7. The method of claim 6, wherein calculating the at least four coefficients includes fitting a second-order polynomial curve to the measured first through sixth output mass flows as a function of both the first through third predetermined duty cycles and the first through second fixed fuel supply pressures.

8. A method of characterizing a pulse width modulated fuel injector, comprising:

manufacturing a plurality of fuel injectors;

loading one of the plurality of fuel injectors into a test apparatus;

supplying the loaded fuel injector with a first fixed fuel supply pressure;

controlling the loaded fuel injector to a first predetermined duty cycle;

measuring a first output mass flow at the first predetermined duty cycle and the first fixed fuel supply pressure;

controlling the loaded fuel injector to a second predetermined duty cycle;

measuring a second output mass flow at the second predetermined duty cycle and the first fixed fuel supply pressure;

supplying the loaded fuel injector with a second fixed fuel supply pressure;

measuring a third output mass flow at the first predetermined duty cycle and the second fixed fuel supply pressure;

measuring a fourth output mass flow at the second predetermined duty cycle and the second fixed fuel supply pressure; and

calculating the at least two coefficients from the measured first, second, third, and fourth output mass flows.

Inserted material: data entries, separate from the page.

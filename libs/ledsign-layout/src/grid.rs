//! # Grid Layout Engine
//!
//! Places LEDs on an evenly spaced grid inside the panel margins.
//!
//! ## Algorithm
//!
//! For each axis with panel extent `L`:
//!
//! ```text
//! effective = L - 2 * margin
//! n         = max(1, floor(effective / spacing))
//! actual    = effective / (n + 1)
//! pos(i)    = margin + (i + 1) * actual      for i in 0..n
//! ```
//!
//! When the margin consumes either axis (`effective <= 0`), the layout is
//! degenerate: both counts are forced to 1 and the single LED sits at the
//! panel center.

use config::constants::{DEFAULT_MARGIN, MAX_LED_COUNT};
use serde::Serialize;
use tracing::{debug, warn};

use crate::error::LayoutError;
use crate::panel::LedPosition;
use crate::validate::{ensure_non_negative, ensure_positive};

/// An ordered LED layout.
///
/// Positions are row-major: y outer, x inner. LED #0 has the lowest y, then
/// the lowest x. A grid always holds at least one position.
#[derive(Debug, Clone, PartialEq, Serialize)]
pub struct Grid {
    positions: Vec<LedPosition>,
    columns: usize,
    rows: usize,
    spacing_x: f64,
    spacing_y: f64,
    degenerate: bool,
}

impl Grid {
    /// LED centers in row-major order.
    pub fn positions(&self) -> &[LedPosition] {
        &self.positions
    }

    pub fn iter(&self) -> impl Iterator<Item = &LedPosition> {
        self.positions.iter()
    }

    /// Number of LEDs.
    pub fn len(&self) -> usize {
        self.positions.len()
    }

    /// A computed grid is never empty.
    pub fn is_empty(&self) -> bool {
        self.positions.is_empty()
    }

    /// LEDs per row.
    pub fn columns(&self) -> usize {
        self.columns
    }

    /// Number of rows.
    pub fn rows(&self) -> usize {
        self.rows
    }

    /// Actual center-to-center distance along X.
    pub fn spacing_x(&self) -> f64 {
        self.spacing_x
    }

    /// Actual center-to-center distance along Y.
    pub fn spacing_y(&self) -> f64 {
        self.spacing_y
    }

    /// True when the margin consumed the effective area on some axis.
    pub fn is_degenerate(&self) -> bool {
        self.degenerate
    }

    /// Verifies that holes of `diameter` do not touch their neighbors.
    ///
    /// Axes with a single LED have no neighbors and always pass.
    pub fn check_clearance(&self, diameter: f64) -> Result<(), LayoutError> {
        ensure_positive("diameter", diameter)?;

        for (count, spacing) in [(self.columns, self.spacing_x), (self.rows, self.spacing_y)] {
            if count > 1 && spacing <= diameter {
                return Err(LayoutError::OverlappingHoles { diameter, spacing });
            }
        }
        Ok(())
    }
}

/// Computes LED positions for a panel.
///
/// # Arguments
///
/// * `width` - Panel width (cm, > 0)
/// * `height` - Panel height (cm, > 0)
/// * `spacing` - Desired LED pitch (cm, > 0)
/// * `margin` - Border kept free of LEDs (cm, >= 0)
///
/// # Errors
///
/// [`LayoutError::InvalidDimension`] for out-of-range or non-finite inputs,
/// [`LayoutError::TooManyLeds`] if the layout exceeds `MAX_LED_COUNT`.
///
/// # Example
///
/// ```rust
/// use ledsign_layout::compute_grid;
///
/// let grid = compute_grid(21.0, 21.0, 5.0, 2.0).unwrap();
/// assert_eq!(grid.len(), 9);
/// assert_eq!(grid.spacing_x(), 4.25);
/// assert_eq!(grid.positions()[0].x, 6.25);
/// ```
pub fn compute_grid(
    width: f64,
    height: f64,
    spacing: f64,
    margin: f64,
) -> Result<Grid, LayoutError> {
    ensure_positive("width", width)?;
    ensure_positive("height", height)?;
    ensure_positive("spacing", spacing)?;
    ensure_non_negative("margin", margin)?;

    let mut x_axis = Axis::new(width, spacing, margin);
    let mut y_axis = Axis::new(height, spacing, margin);
    let degenerate = x_axis.degenerate || y_axis.degenerate;
    if degenerate {
        x_axis = Axis::single(width, margin);
        y_axis = Axis::single(height, margin);
    }

    let count = x_axis.count * y_axis.count;
    if !count.is_finite() || count > MAX_LED_COUNT as f64 {
        return Err(LayoutError::TooManyLeds {
            count: count as usize,
            max: MAX_LED_COUNT,
        });
    }

    let columns = x_axis.count as usize;
    let rows = y_axis.count as usize;

    let mut positions = Vec::with_capacity(columns * rows);
    for j in 0..rows {
        let y = y_axis.position(margin, j);
        for i in 0..columns {
            positions.push(LedPosition::new(x_axis.position(margin, i), y));
        }
    }

    debug!(
        columns,
        rows,
        spacing_x = x_axis.spacing,
        spacing_y = y_axis.spacing,
        "computed LED grid"
    );
    if degenerate {
        warn!(
            width,
            height,
            margin,
            "margin leaves no usable area; placing a single LED at the panel center"
        );
    }

    Ok(Grid {
        positions,
        columns,
        rows,
        spacing_x: x_axis.spacing,
        spacing_y: y_axis.spacing,
        degenerate,
    })
}

/// [`compute_grid`] with the default margin.
pub fn compute_grid_default(width: f64, height: f64, spacing: f64) -> Result<Grid, LayoutError> {
    compute_grid(width, height, spacing, DEFAULT_MARGIN)
}

/// Layout along one axis.
struct Axis {
    count: f64,
    spacing: f64,
    degenerate: bool,
}

impl Axis {
    fn new(extent: f64, spacing: f64, margin: f64) -> Self {
        let effective = extent - 2.0 * margin;
        let count = (effective / spacing).floor().max(1.0);
        Self {
            count,
            spacing: effective / (count + 1.0),
            degenerate: effective <= 0.0,
        }
    }

    /// One LED on the axis midpoint.
    fn single(extent: f64, margin: f64) -> Self {
        let effective = extent - 2.0 * margin;
        Self {
            count: 1.0,
            spacing: effective / 2.0,
            degenerate: effective <= 0.0,
        }
    }

    fn position(&self, margin: f64, index: usize) -> f64 {
        margin + (index as f64 + 1.0) * self.spacing
    }
}

#[cfg(test)]
mod tests {
    use super::*;
    use approx::assert_relative_eq;

    #[test]
    fn test_default_panel_single_led() {
        let grid = compute_grid(10.0, 10.0, 5.0, 2.0).unwrap();
        assert_eq!(grid.len(), 1);
        assert_eq!(grid.positions()[0], LedPosition::new(5.0, 5.0));
        assert!(!grid.is_degenerate());
    }

    #[test]
    fn test_max_panel_nine_leds() {
        let grid = compute_grid(21.0, 21.0, 5.0, 2.0).unwrap();
        assert_eq!(grid.len(), 9);
        assert_eq!((grid.columns(), grid.rows()), (3, 3));
        assert_relative_eq!(grid.spacing_x(), 4.25);
        assert_relative_eq!(grid.spacing_y(), 4.25);

        let xs: Vec<f64> = grid.positions()[..3].iter().map(|p| p.x).collect();
        assert_eq!(xs, vec![6.25, 10.5, 14.75]);
    }

    #[test]
    fn test_row_major_order() {
        let grid = compute_grid(21.0, 15.0, 5.0, 2.0).unwrap();
        assert_eq!((grid.columns(), grid.rows()), (3, 2));
        let p = grid.positions();
        // Second LED is the next column of the first row
        assert_eq!(p[1].y, p[0].y);
        assert!(p[1].x > p[0].x);
        // Fourth LED starts the second row
        assert!(p[3].y > p[0].y);
        assert_eq!(p[3].x, p[0].x);
    }

    #[test]
    fn test_degenerate_margin() {
        let grid = compute_grid(10.0, 10.0, 5.0, 5.0).unwrap();
        assert_eq!(grid.len(), 1);
        assert!(grid.is_degenerate());
        assert_eq!(grid.positions()[0], LedPosition::new(5.0, 5.0));
    }

    #[test]
    fn test_margin_larger_than_half_panel() {
        let grid = compute_grid(8.0, 8.0, 1.0, 6.0).unwrap();
        assert_eq!(grid.len(), 1);
        assert_relative_eq!(grid.positions()[0].x, 4.0);
        assert_relative_eq!(grid.positions()[0].y, 4.0);
    }

    #[test]
    fn test_narrow_panel_collapses_to_center() {
        let grid = compute_grid(3.0, 20.0, 5.0, 2.0).unwrap();
        assert_eq!(grid.len(), 1);
        assert_eq!((grid.columns(), grid.rows()), (1, 1));
        assert!(grid.is_degenerate());
        assert_relative_eq!(grid.positions()[0].x, 1.5);
        assert_relative_eq!(grid.positions()[0].y, 10.0);
    }

    #[test]
    fn test_short_panel_collapses_to_center() {
        let grid = compute_grid(21.0, 4.0, 5.0, 2.0).unwrap();
        assert_eq!(grid.len(), 1);
        assert_relative_eq!(grid.positions()[0].x, 10.5);
        assert_relative_eq!(grid.positions()[0].y, 2.0);
    }

    #[test]
    fn test_zero_margin() {
        let grid = compute_grid(10.0, 10.0, 2.0, 0.0).unwrap();
        assert_eq!(grid.columns(), 5);
        assert_relative_eq!(grid.spacing_x(), 10.0 / 6.0);
    }

    #[test]
    fn test_invalid_inputs() {
        assert!(compute_grid(0.0, 10.0, 5.0, 2.0).is_err());
        assert!(compute_grid(10.0, -1.0, 5.0, 2.0).is_err());
        assert!(compute_grid(10.0, 10.0, 0.0, 2.0).is_err());
        assert!(compute_grid(10.0, 10.0, 5.0, -0.5).is_err());
        assert!(compute_grid(10.0, 10.0, f64::NAN, 2.0).is_err());
    }

    #[test]
    fn test_too_many_leds() {
        let err = compute_grid(20.0, 20.0, 0.001, 0.0).unwrap_err();
        assert!(matches!(err, LayoutError::TooManyLeds { .. }));
    }

    #[test]
    fn test_compute_grid_default_uses_default_margin() {
        let a = compute_grid_default(21.0, 21.0, 5.0).unwrap();
        let b = compute_grid(21.0, 21.0, 5.0, DEFAULT_MARGIN).unwrap();
        assert_eq!(a, b);
    }

    #[test]
    fn test_check_clearance() {
        let grid = compute_grid(21.0, 21.0, 5.0, 2.0).unwrap();
        assert!(grid.check_clearance(3.0).is_ok());
        assert!(matches!(
            grid.check_clearance(4.25),
            Err(LayoutError::OverlappingHoles { .. })
        ));
    }

    #[test]
    fn test_check_clearance_single_led_always_fits() {
        let grid = compute_grid(10.0, 10.0, 5.0, 2.0).unwrap();
        assert!(grid.check_clearance(9.0).is_ok());
    }
}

9. The method of claim 8, wherein deriving the open loop calculation further includes:

controlling the loaded fuel injector to a third predetermined duty cycle;

measuring a fifth output mass flow at the third predetermined duty cycle and the first fixed fuel supply pressure;

measuring a sixth output mass flow at the third predetermined duty cycle and the second fixed fuel supply pressure; and

calculating the at least two coefficients from the measured first, second, third, fourth, fifth, and sixth output mass flows.

10. The method of claim 9, wherein the open loop calculation includes at least four coefficients, and deriving the open loop calculation further includes calculating the at least four coefficients from the measured first, second, third, fourth, fifth, and sixth output mass flows.

11. The method of claim 10, wherein calculating the at least four coefficients includes fitting a second-order polynomial curve to the measured first through sixth output mass flows as a function of both the first through third predetermined duty cycles and the first through second fixed fuel supply pressures.

12. The method of claim 11, further comprising loading the at least four coefficients into a computer readable medium.

13. The method of claim 8, further comprising loading the at least two coefficients into a computer readable medium.